I found myself on the subway at 7:00 AM with a box of energy bars that my partner had warned me to take with me. I wasn't prepared for what happened. You are not allowed to take any personal items into the testing area. This includes a cup of coffee, no energy bars, I even had to take off my digital watch. I was led to a small cubicle with a partition, and a camera pointed right at me. I was logged into a system called PROCTOR where I was informed that any untoward behavior caught on the cameras could result in my failing the exam. I can only imagine what I might have schemed up to do with a digital watch. Maybe something with a NSA satellite?
Here is where reading the Mel's of the World, and the O.G. Claudia's and the Glamourpuss' and their fire-walking death-defying looking-fear-in-the-face-positive-mental-attitude stories pay off for you. You push all of that crap out of your mind, and you sit there, and just do it. Skinny Little Blond dresses it up in spectacular imagery, but I have to tell you, ultimately, it's all about competence. We each pick our challenges, and then it's up to us to fullfill the challenge we picked.
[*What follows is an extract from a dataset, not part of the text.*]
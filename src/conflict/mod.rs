pub mod accumulator;
pub mod config;

pub use accumulator::{ConflictAccumulator, ConflictPhase, ConflictUpdate};
pub use config::ConflictConfig;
After seven hours, and a 30 minute break in between, I pushed the exit button. I had answered over 190 questions out of 230 live questions and another 20 experimental questions correctly to hit two standard deviation units out. That's the 95 percentile. Not where NoR wanted me, but way better than passing. I'm satisfied. I filed for the next exam today. I learned this course in four weeks. My partner took six months. I also have a lot more experience now when I took the exam than he did when he took his. On the other hand, the industry has vastly changed and become much more complex since then. I'm proud, and I thank all of you who helped me stay positive through a lot of less than pleasant.
And keep reading these people, they help you achieve the meaning of life! No small task, and they are sooooooo good at it. Not that I have an opinion, naturally. (Hint, I think they are all existential philosophers, and some then turned to Zen. You'll have to go read them to find out for yourself.) Have a fabulous weekend, and remember to have a good time, please.